Biallelic RFC1-expansion in a French multicentric sporadic ataxia cohort

Objective Cerebellar ataxia with neuropathy and vestibular areflexia syndrome (CANVAS) is a recessively inherited multisystem ataxia compromising cerebellar, vestibular, and sensory nerves, which has been associated to a pathogenic AAGGG(n) biallelic expansion repeat in the RFC1 gene. Our objective was to assess its prevalence in a French cohort of patients with idiopathic sporadic late-onset ataxia (ILOA), idiopathic early-onset ataxia (IEOA), or Multiple System Atrophy of Cerebellar type (MSA-C).
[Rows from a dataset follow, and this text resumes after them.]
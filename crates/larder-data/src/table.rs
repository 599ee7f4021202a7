// Copyright 2025 eraflo
//
// Licensed under the Apache License, Version 2.0 (the "License");
// you may not use this file except in compliance with the License.
// You may obtain a copy of the License at
//
//     http://www.apache.org/licenses/LICENSE-2.0
//
// Unless required by applicable law or agreed to in writing, software
// distributed under the License is distributed on an "AS IS" BASIS,
// WITHOUT WARRANTIES OR CONDITIONS OF ANY KIND, either express or implied.
// See the License for the specific language governing permissions and
// limitations under the License.

//! The open-addressing slot table behind the cache.
//!
//! Keys are 32-bit name hashes, hashed once at the API boundary. Collisions are
//! resolved by double hashing: the primary index is `hash % capacity` and probe
//! step `i` visits `(1 + hash + i * (hash % (capacity / 2))) % capacity`.
//! Because that step can be zero or share a factor with the capacity, the
//! double-hash run is followed by a linear sweep, so every probe sequence visits
//! every slot and is bounded by `2 * capacity + 1` positions.
//!
//! Every slot written by an insertion is marked as a tombstone, and the mark is
//! only cleared by a rebuild. A probe that reaches a slot without the mark has
//! proven the key absent, which is what keeps lookups of missing keys finite.

use std::iter;
use thiserror::Error;

/// The typed failure of a lookup for a key that was expected to exist.
#[derive(Debug, Clone, Copy, PartialEq, Eq, Error)]
pub enum TableError {
    /// No occupied slot holds this hash.
    #[error("No occupied slot holds hash {hash:#010x}")]
    NotFound {
        /// The hash that was looked up.
        hash: u32,
    },
}

/// One element of a [`ProbedTable`], addressed by its index.
#[derive(Debug, Clone)]
pub struct Slot<E> {
    hash: u32,
    occupied: bool,
    tombstone: bool,
    entry: Option<E>,
}
// Copyright 2025 eraflo
//
// Licensed under the Apache License, Version 2.0 (the "License");
// you may not use this file except in compliance with the License.
// You may obtain a copy of the License at
//
//     http://www.apache.org/licenses/LICENSE-2.0
//
// Unless required by applicable law or agreed to in writing, software
// distributed under the License is distributed on an "AS IS" BASIS,
// WITHOUT WARRANTIES OR CONDITIONS OF ANY KIND, either express or implied.
// See the License for the specific language governing permissions and
// limitations under the License.

//! # Larder IO
//!
//! A concrete package loader for the cache. Packages are single archive files
//! under a root directory; their assets are decoded by a pluggable
//! [`AssetDecoder`]. Asynchronous variants run on worker threads and are
//! exposed to the cache as pollable [`ThreadedOp`]s.

#![warn(missing_docs)]

pub mod archive;
pub mod decoder;
pub mod directory;
pub mod op;

pub use archive::{PackageArchive, PackageBuilder, PackageEntry};
pub use decoder::{AssetDecoder, RawAsset, RawDecoder};
pub use directory::{DirectoryPackageLoader, OpenedPackage};
pub use op::{ProgressReporter, ThreadedOp};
Methods 163 patients were recruited in 3 French tertiary centers: 100 ILOA, 21 IEOA, and 42 patients with possible or probable MSA-C. Results A pathogenic biallelic RFC1 AAGGG(n) repeat expansion was found in 15 patients: 15/100 in the ILOA group, but none in the IEOA and MSA-C subgroups. 14/15 patients had a CANVAS phenotype. Only 1/15 had isolated cerebellar ataxia, but also shorter biallelic expansions. Two RFC1 AAGGG(n) alleles were found in 78% of patients with a CANVAS phenotype. In one post-mortem case, the pathophysiological involvement of cerebellum and medullar posterior columns was found. Conclusion Our study confirms the genetic heterogeneity of the CANVAS and that RFC1 repeat expansions should be searched for preferentially in case of unexplained ILOA associated with a sensory neuronopathy, but not particularly in patients classified as MSA-C.

Automated summary

CANVAS is a recessively inherited multisystem ataxia associated with RFC1 repeat expansions. In a French cohort, 15 patients with CANVAS phenotype were identified in idiopathic late-onset ataxia cases, but not in MSA-C patients. The study confirms the genetic heterogeneity of CANVAS and suggests searching for RFC1 repeat expansions in unexplained ILOA cases with sensory neuronopathy.